Rotwang’ın icat etmiş olduğu insansı robotun yer altı mezarlarına giderek işçileri isyan etmeleri yönünde kışkırtması ile işçiler isyan eder ve makinelere saldırarak şehirlerini büyük bir yıkıma sürüklerler. Maria’nın insansı robotu aynı zamanda Evlatlar Kulübü’nde yaşayanları da baştan çıkarır ve burada bir zevk ve eğlence dünyasının kurulmasına yol açar. Tüm bu yaşananlar her iki sınıfın düzeni için de kaos başlangıcının habercisidir. İşçilerin kitlesel bir öfke ile galeyana gelerek ana makineyi de bozmaları İşçiler Şehri’nin tamamen sular altında kalmasına sebep olur. Bu sırada Rotwang’ın esir tuttuğu gerçek Maria kaçarak Freder ile birlikte işçi çocuklarını bu büyük yıkımdan kurtarır. Çocukların Evlatlar Kulübü’ne alınacağının söylenmesi endüstrileşme yolunda durmadan ilerlemeye programlı Alman toplumunun panoramasını çizmesi açısından vurucu bir ayrıntıdır. Bu çocuklar, Almanya’yı kalkındıracak, geleceğin çocuklarıdır. Galeyana gelip şehirlerini yok eden işçiler; çocuklarının bu yıkımdan son anda kurtulduklarını öğrendiklerinde büyük bir öfke ile felaketlerin sorumlusu olarak görüp cadı ilan ettikleri insansı robot Maria’nın peşine düşerler ve onu bir kazığa bağlayıp diri diri yakmaya çalışırlar. Bu ritüel Ortaçağ Avrupa’sı yozlaşmış toplumuna eleştiri niteliği taşır. Bir yandan da çocukların kurtulmuş olması onları sevindirir ve yaptıklarından pişman olup Fredersen’den özür dilemeye giderler. İsyanı bildiği hâlde önüne geçmemiş olan Fredersen amacına ulaşmış ve işçilere mevcut sistemin varlığını sürdürememesinin her şeyden önce onların kendi felaketlerine yol açacağı mesajını vermeyi başarmıştır.

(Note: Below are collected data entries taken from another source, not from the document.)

//! Extension traits carrying the combinators and consuming operations.
//!
//! [`SequenceExt`] and [`AsyncSequenceExt`] mirror each other method for
//! method. Combinators take their upstream by value and return a new node;
//! consuming operations drain the chain in pull order.

use std::future::Future;

use async_trait::async_trait;

use pullseq_core::error::Result;
use pullseq_core::sequence::{AsyncSequence, IntoAsyncSequence, Sequence};

use crate::bridge::{self, BoxSeqStream, SeqIter};
use crate::drop::{AsyncDropFirst, DropFirst};
use crate::filter::{AsyncFilter, Filter};
use crate::flat_map::{AsyncFlatMap, FlatMap};
use crate::indexed::{AsyncIndexedPairs, IndexedPairs};
use crate::map::{AsyncMap, Map};
use crate::take::{AsyncTake, Take};

/// Combinators and consuming operations for [`Sequence`].
pub trait SequenceExt: Sequence + Sized {
    fn map<U, F>(self, transform: F) -> Map<Self, F>
    where
        F: FnMut(Self::Item) -> Result<U>,
    {
        Map {
            upstream: self,
            transform,
        }
    }

    fn filter<P>(self, predicate: P) -> Filter<Self, P>
    where
        P: FnMut(&Self::Item) -> Result<bool>,
    {
        Filter {
            upstream: self,
            predicate,
        }
    }

    /// Yield at most `count` values; upstream is not pulled once they are delivered.
    fn take(self, count: usize) -> Take<Self> {
        Take {
            upstream: self,
            remaining: count,
        }
    }

    /// Skip the first `count` values.
    fn drop(self, count: usize) -> DropFirst<Self> {
        DropFirst {
            upstream: self,
            remaining: count,
        }
    }

    fn as_indexed_pairs(self) -> IndexedPairs<Self> {
        IndexedPairs {
            upstream: self,
            index: 0,
        }
    }

    fn flat_map<I, F>(self, transform: F) -> FlatMap<Self, F, I>
    where
        F: FnMut(Self::Item) -> Result<I>,
        I: IntoIterator,
    {
        FlatMap {
            upstream: self,
            transform,
            current: None,
            exhausted: false,
        }
    }

    /// Borrow this sequence so a chain can be built without giving it up.
    fn by_ref(&mut self) -> &mut Self {
        self
    }

    fn iter(self) -> SeqIter<Self> {
        SeqIter::new(self)
    }

    /// Fold every remaining value into `initial` with `combine`.
    fn reduce<A, F>(mut self, mut combine: F, initial: A) -> Result<A>
    where
        F: FnMut(A, Self::Item) -> Result<A>,
    {
        let mut accumulator = initial;
        while let Some(value) = self.pull()? {
            accumulator = combine(accumulator, value)?;
        }
        Ok(accumulator)
    }

    fn to_vec(mut self) -> Result<Vec<Self::Item>> {
        let mut values = Vec::new();
        while let Some(value) = self.pull()? {
            values.push(value);
        }
        Ok(values)
    }

    fn for_each<F>(mut self, mut callback: F) -> Result<()>
    where
        F: FnMut(Self::Item) -> Result<()>,
    {
        while let Some(value) = self.pull()? {
            callback(value)?;
        }
        Ok(())
    }

    /// True at the first value satisfying `predicate`; nothing further is pulled.
    fn some<P>(mut self, mut predicate: P) -> Result<bool>
    where
        P: FnMut(Self::Item) -> Result<bool>,
    {
        while let Some(value) = self.pull()? {
            if predicate(value)? {
                return Ok(true);
            }
        }
        Ok(false)
    }

    /// False at the first value failing `predicate`; nothing further is pulled.
    fn every<P>(mut self, mut predicate: P) -> Result<bool>
    where
        P: FnMut(Self::Item) -> Result<bool>,
    {
        while let Some(value) = self.pull()? {
            if !predicate(value)? {
                return Ok(false);
            }
        }
        Ok(true)
    }
}

impl<S: Sequence + Sized> SequenceExt for S {}

/// Combinators and consuming operations for [`AsyncSequence`].
///
/// Each consuming operation awaits one pull at a time; `for_each` also awaits
/// its callback before pulling again.
#[async_trait]
pub trait AsyncSequenceExt: AsyncSequence + Sized {
    fn map<U, F>(self, transform: F) -> AsyncMap<Self, F>
    where
        F: FnMut(Self::Item) -> Result<U> + Send,
        U: Send + 'static,
    {
        AsyncMap {
            upstream: self,
            transform,
        }
    }

    fn filter<P>(self, predicate: P) -> AsyncFilter<Self, P>
    where
        P: FnMut(&Self::Item) -> Result<bool> + Send,
    {
        AsyncFilter {
            upstream: self,
            predicate,
        }
    }

    fn take(self, count: usize) -> AsyncTake<Self> {
        AsyncTake {
            upstream: self,
            remaining: count,
        }
    }

    fn drop(self, count: usize) -> AsyncDropFirst<Self> {
        AsyncDropFirst {
            upstream: self,
            remaining: count,
        }
    }

    fn as_indexed_pairs(self) -> AsyncIndexedPairs<Self> {
        AsyncIndexedPairs {
            upstream: self,
            index: 0,
        }
    }

    /// Expand each value into a `Vec` or another async sequence.
    fn flat_map<E, F>(self, transform: F) -> AsyncFlatMap<Self, F, E>
    where
        F: FnMut(Self::Item) -> Result<E> + Send,
        E: IntoAsyncSequence + Send,
    {
        AsyncFlatMap {
            upstream: self,
            transform,
            current: None,
            exhausted: false,
        }
    }

    fn by_ref(&mut self) -> &mut Self {
        self
    }

    fn into_stream(self) -> BoxSeqStream<Self::Item>
    where
        Self: 'static,
    {
        bridge::into_stream(self)
    }

    async fn reduce<A, F>(mut self, mut combine: F, initial: A) -> Result<A>
    where
        A: Send,
        F: FnMut(A, Self::Item) -> Result<A> + Send,
    {
        let mut accumulator = initial;
        while let Some(value) = self.pull().await? {
            accumulator = combine(accumulator, value)?;
        }
        Ok(accumulator)
    }

    async fn to_vec(mut self) -> Result<Vec<Self::Item>> {
        let mut values = Vec::new();
        while let Some(value) = self.pull().await? {
            values.push(value);
        }
        Ok(values)
    }

    async fn for_each<F, Fut>(mut self, mut callback: F) -> Result<()>
    where
        F: FnMut(Self::Item) -> Fut + Send,
        Fut: Future<Output = Result<()>> + Send,
    {
        while let Some(value) = self.pull().await? {
            callback(value).await?;
        }
        Ok(())
    }

    async fn some<P>(mut self, mut predicate: P) -> Result<bool>
    where
        P: FnMut(Self::Item) -> Result<bool> + Send,
    {
        while let Some(value) = self.pull().await? {
            if predicate(value)? {
                return Ok(true);
            }
        }
        Ok(false)
    }

    async fn every<P>(mut self, mut predicate: P) -> Result<bool>
    where
        P: FnMut(Self::Item) -> Result<bool> + Send,
    {
        while let Some(value) = self.pull().await? {
            if !predicate(value)? {
                return Ok(false);
            }
        }
        Ok(true)
    }
}

impl<S: AsyncSequence + Sized> AsyncSequenceExt for S {}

Dönemin, ekonomileri hızla büyüyen toplumları için ilham kaynağı olmuş olan film, 1927 Weimar Almanya’sında da büyük yankı uyandırmış; simgelenen güçlü ve birleştirici devlet figürü sermaye ve işçi sınıfları arasındaki uyumun sağlanması açısından oldukça desteklenmiştir. Böyle bir alt-üst yapı ilişkisi içerisinde şekillenen üretim faaliyetleri kendi sistematiği içerisinde başarıyla işleyecek ve ülkeler varlıklarını daha büyük zenginlikler elde ettikleri bir geleceğe başarıyla taşıyabileceklerdir.

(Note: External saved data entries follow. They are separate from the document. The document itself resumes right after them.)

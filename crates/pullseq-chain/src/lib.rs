pub mod bridge;
pub mod drop;
pub mod ext;
pub mod filter;
pub mod flat_map;
pub mod indexed;
pub mod lambda;
pub mod map;
pub mod mock;
pub mod take;

pub mod prelude {
    pub use crate::bridge::SeqIter;
    pub use crate::ext::{AsyncSequenceExt, SequenceExt};
    pub use crate::lambda::{from_async_fn, from_fn};
    pub use pullseq_core::prelude::*;
}
//! Rust toolchain components and sysroot libraries.

use super::Toolchain;
use crate::error::{Result, ToolrigError};
use anyhow::{anyhow, Context};
use std::path::PathBuf;
use std::process::{Command, Stdio};

impl Toolchain {
    /// Whether `component` (e.g. `rustc`, `rustfmt`) is on the search path and
    /// answers `--version` successfully. `rustc` is reported missing when
    /// disabled through `TOOLRIG_USE_RUSTC=false`.
    pub fn rust_component_available(&self, component: &str) -> bool {
        if component == "rustc" && !self.env.use_rustc {
            return false;
        }
        let Some(path) = self.search_path.which(component) else {
            return false;
        };
        Command::new(&path)
            .arg("--version")
            .stdin(Stdio::null())
            .stdout(Stdio::null())
            .stderr(Stdio::null())
            .status()
            .map(|status| status.success())
            .unwrap_or(false)
    }

    /// Sysroot of the active Rust toolchain, or `None` if rustc is unavailable.
    pub fn rust_sysroot(&self) -> Result<Option<PathBuf>> {
        if !self.rust_component_available("rustc") {
            return Ok(None);
        }
        let Some(rustc) = self.search_path.which("rustc") else {
            return Ok(None);
        };

        let output = Command::new(&rustc)
            .args(["--print", "sysroot"])
            .stdin(Stdio::null())
            .output()
            .with_context(|| format!("Failed to run {}", rustc.display()))?;
        if !output.status.success() {
            return Err(ToolrigError::Other(anyhow!(
                "{} --print sysroot exited with {}",
                rustc.display(),
                output.status
            )));
        }

        let sysroot = String::from_utf8_lossy(&output.stdout).trim().to_string();
        Ok(Some(PathBuf::from(sysroot)))
    }

    /// Shared library `lib<name>-<hash>` in the Rust sysroot.
    ///
    /// `Ok(None)` when Rust is unavailable or no such library exists.
    pub fn rust_library(&self, name: &str) -> Result<Option<PathBuf>> {
        let Some(sysroot) = self.rust_sysroot()? else {
            tracing::debug!("rust is not available");
            return Ok(None);
        };

        let pattern = sysroot.join("lib").join(format!(
            "lib{}-*.{}",
            name,
            self.platform.shared_lib_ext()
        ));
        let pattern = pattern.to_string_lossy();
        let mut matches: Vec<PathBuf> = glob::glob(&pattern)
            .with_context(|| format!("invalid library pattern {}", pattern))?
            .filter_map(|entry| entry.ok())
            .collect();
        matches.sort();

        if matches.is_empty() {
            tracing::debug!("could not find Rust library {}", name);
        }
        Ok(matches.into_iter().next())
    }
}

Yaklaşık yüz yıl öncesinden geleceğin mükemmel bir tasvirini yaratmış olan Fritz Lang, aynı zamanda oluşturduğu kusursuz teknik ve yenilikçi anlayış ile Metropolis’in günümüz sineması bilim kurgu filmleri için ufuk açıcı bir rehber ve referans olmasını sağlamıştır.